WeatherZine WeatherZine Number 3, April 26, 1997
"What's happening on the Societal Aspects of Weather WWW Site."


EditorialWorkshop on the Social and Economic Impacts of Weather

Community NewsConcern Over NWS Budget Cuts

New Additions to the WWW Site Subscription & Posting Information


Workshop on the Social and Economic Impacts of Weather

In early April, a workshop was help at the National Center for Atmospheric Research (NCAR) in Boulder, CO on the social and economic impacts of weather. The workshop was sponsored by the U.S. Weather Research Program, American Meteorological Society, Electric Power Research Institute, White House Subcommittee on Natural Disaster Reduction, University Corporation for Atmospheric Research, and the Environmental and Societal Impacts Group at NCAR.

The workshop had three goals: (1) to assess and compile data on the impacts (economic and casualties) associated with extreme weather events in the United States, (2) to assess and discuss the impacts of day-to-day weather on the "costs of doing business" for a number of public and private sector activities, and (3) to overview methodologies used by scholars to document, understand, and enhance the use and value of weather information by decision makers.

Participants in the workshop came from a range of backgrounds and expertise was represented from the social and physical sciences including the disciplines of sociology, medicine, psychology, economics, political science, geography, statistics, and various aspects of climatology and meteorology.

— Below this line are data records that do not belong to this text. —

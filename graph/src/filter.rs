//! Edge selectors.
//!
//! An [`EdgeFilter`] is a predicate over an edge and the node on its far side.
//! Filters hold no cached results: each application reads the graph as it is
//! at that moment.

use osp_core::{Edge, EdgeTypeId, Node, TypeId, Value};
use std::cmp::Ordering;

/// Which adjacency list a neighbor query walks.
#[derive(Debug, Clone, Copy, PartialEq, Eq, Default)]
pub enum Direction {
    /// Edges whose source is the origin node.
    #[default]
    Out,
    /// Edges whose target is the origin node.
    In,
    /// Both, merged in edge creation order.
    Any,
}

/// Comparison applied to an attribute.
#[derive(Debug, Clone, Copy, PartialEq, Eq)]
pub enum CompareOp {
    Eq,
    Ne,
    Lt,
    Le,
    Gt,
    Ge,
    /// Attribute is present and not null. The constraint value is ignored.
    Exists,
}

/// One attribute predicate on an edge or node.
#[derive(Debug, Clone, PartialEq)]
pub struct AttrConstraint {
    pub attr: String,
    pub op: CompareOp,
    pub value: Value,
}

impl AttrConstraint {
    pub fn new(attr: impl Into<String>, op: CompareOp, value: impl Into<Value>) -> Self {
        Self {
            attr: attr.into(),
            op,
            value: value.into(),
        }
    }

    /// A missing attribute fails every comparison.
    pub fn matches(&self, attributes: &osp_core::Attributes) -> bool {
        let actual = match attributes.get(&self.attr) {
            Some(actual) => actual,
            None => return false,
        };
        match self.op {
            CompareOp::Exists => !actual.is_null(),
            CompareOp::Eq => values_equal(actual, &self.value),
            CompareOp::Ne => !values_equal(actual, &self.value),
            CompareOp::Lt => actual.compare(&self.value) == Some(Ordering::Less),
            CompareOp::Le => matches!(
                actual.compare(&self.value),
                Some(Ordering::Less | Ordering::Equal)
            ),
            CompareOp::Gt => actual.compare(&self.value) == Some(Ordering::Greater),
            CompareOp::Ge => matches!(
                actual.compare(&self.value),
                Some(Ordering::Greater | Ordering::Equal)
            ),
        }
    }
}

fn values_equal(a: &Value, b: &Value) -> bool {
    a == b || a.compare(b) == Some(Ordering::Equal)
}

/// Selector over (edge type, counterpart node type, edge attributes,
/// counterpart node attributes).
#[derive(Debug, Clone, Default, PartialEq)]
pub struct EdgeFilter {
    edge_type: Option<EdgeTypeId>,
    node_type: Option<TypeId>,
    constraints: Vec<AttrConstraint>,
    node_constraints: Vec<AttrConstraint>,
}

impl EdgeFilter {
    /// A filter that accepts every edge.
    pub fn any() -> Self {
        Self::default()
    }

    /// Only edges of this type.
    pub fn edge_type(mut self, edge_type: EdgeTypeId) -> Self {
        self.edge_type = Some(edge_type);
        self
    }

    /// Only edges whose counterpart node has this type.
    pub fn node_type(mut self, node_type: TypeId) -> Self {
        self.node_type = Some(node_type);
        self
    }

    /// Add an attribute constraint on the edge.
    pub fn where_attr(mut self, attr: impl Into<String>, op: CompareOp, value: impl Into<Value>) -> Self {
        self.constraints.push(AttrConstraint::new(attr, op, value));
        self
    }

    /// Shorthand for an equality constraint.
    pub fn attr_eq(self, attr: impl Into<String>, value: impl Into<Value>) -> Self {
        self.where_attr(attr, CompareOp::Eq, value)
    }

    /// Add an attribute constraint on the counterpart node.
    pub fn where_node_attr(mut self, attr: impl Into<String>, op: CompareOp, value: impl Into<Value>) -> Self {
        self.node_constraints.push(AttrConstraint::new(attr, op, value));
        self
    }

    /// Shorthand for an equality constraint on the counterpart node.
    pub fn node_attr_eq(self, attr: impl Into<String>, value: impl Into<Value>) -> Self {
        self.where_node_attr(attr, CompareOp::Eq, value)
    }

    /// Returns true if the filter places no restriction.
    pub fn is_unrestricted(&self) -> bool {
        self.edge_type.is_none()
            && self.node_type.is_none()
            && self.constraints.is_empty()
            && self.node_constraints.is_empty()
    }

    /// Evaluate against an edge and the node on its far side.
    pub fn matches(&self, edge: &Edge, counterpart: &Node) -> bool {
        if let Some(edge_type) = self.edge_type {
            if edge.type_id != edge_type {
                return false;
            }
        }
        if let Some(node_type) = self.node_type {
            if counterpart.type_id != node_type {
                return false;
            }
        }
        self.constraints
            .iter()
            .all(|constraint| constraint.matches(&edge.attributes))
            && self
                .node_constraints
                .iter()
                .all(|constraint| constraint.matches(&counterpart.attributes))
    }
}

Public and private sector participants represented emergency management, agriculture, aviation, surface transportation, private sector meteorology, insurance, and oil and gas exploration.

A preliminary report of the meeting is on the web. It contains data on the impacts of hurricanes, floods, extreme heat and cold, hail, lightning, and tornadoes. It also includes several case studies of the day-to-day impacts of weather on particular economic sectors in the United States. You might be surprised to find that the day-to-day impacts of weather are, cumulatively, likely to be as greater and probably greater than those associated with extreme events. Society's ability to deal with the vagaries of weather is thus as much a matter of emergency response as it is of economic efficiency and competitiveness. The report also includes a primer on the various tools and techniques used by researchers to study and understand the weather/ society interface.

— Roger A. Pielke, Jr.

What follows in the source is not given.